- Exercise materials -

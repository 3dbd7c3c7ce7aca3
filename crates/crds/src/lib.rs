//! ModelDeployment CRD Definitions
//!
//! Kubernetes Custom Resource Definitions for the ML model deployment operator.

pub mod model_deployment;

pub use model_deployment::*;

- Task requirements -
The full set of entries should appear again, unchanged, line by line.

- Answer to this problem -
repository 3dbd7c3c7ce7aca3
filename crates/crds/src/lib.rs
//! ModelDeployment CRD Definitions
//!
//! Kubernetes Custom Resource Definitions for the ML model deployment operator.

pub mod model_deployment;

pub use model_deployment::*;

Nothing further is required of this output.